É de agradecer a Bento XVI de modo especial por ter sublinhado que a gestão económica não é algo de separado e alheio aos princípios fundamentais da doutrina social da Igreja, que são: centralidade da pessoa humana, solidariedade, subsidiariedade e bem comum. É preciso superar a concepção prática segundo a qual os valores da doutrina social da Igreja unicamente deveriam encontrar espaço nas obras de índole social, enquanto que aos especialistas em eficiência corresponderia a tarefa de guiar a economia. Esta encíclica tem o mérito, por certo nada secundário, de contribuir para colmatar essa lacuna, cultural e política ao mesmo tempo.

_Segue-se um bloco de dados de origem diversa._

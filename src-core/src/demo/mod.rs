pub mod demo_service;

pub use demo_service::{DemoService, DemoServiceTrait};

Ora bem, a Caritas in Veritate proporciona-nos o benefício, bem grande, de tomar em consideração aquela concepção de mercado, típica da tradição de pensamento da economia civil, segundo a qual se pode viver a experiência da sociabilidade humana dentro de uma vida económica normal e não fora dela ou à margem dela. Esta é uma concepção que se poderia designar alternativa, quer em relação à que vê o mercado como lugar da exploração e do atropelo do forte sobre o fraco, quer em relação à que, na linha do pensamento liberal anárquico, o vê como lugar capaz de dar solução a todos os problemas da sociedade.
Este modo de fazer empresa diferencia-se da economia de tradição smithiana, segundo a qual o mercado é a única instituição realmente necessária para a democracia e para a liberdade. A doutrina social da Igreja recorda-nos, pelo contrário, que uma boa sociedade é fruto do mercado e da liberdade, mas que existem exigências, atribuíveis ao princípio de fraternidade, que não se podem iludir nem remeter unicamente para o âmbito privado ou para a filantropia. Propõe antes um humanismo de mais dimensões, em que não se combate ou "controla" o mercado, mas que se contempla como momento importante da esfera pública - esfera que é muito mais ampla que o meramente estatal - que, se for concebida e vivida como lugar aberto também aos princípios de reciprocidade e de dom, pode construir una sadia convivência civil.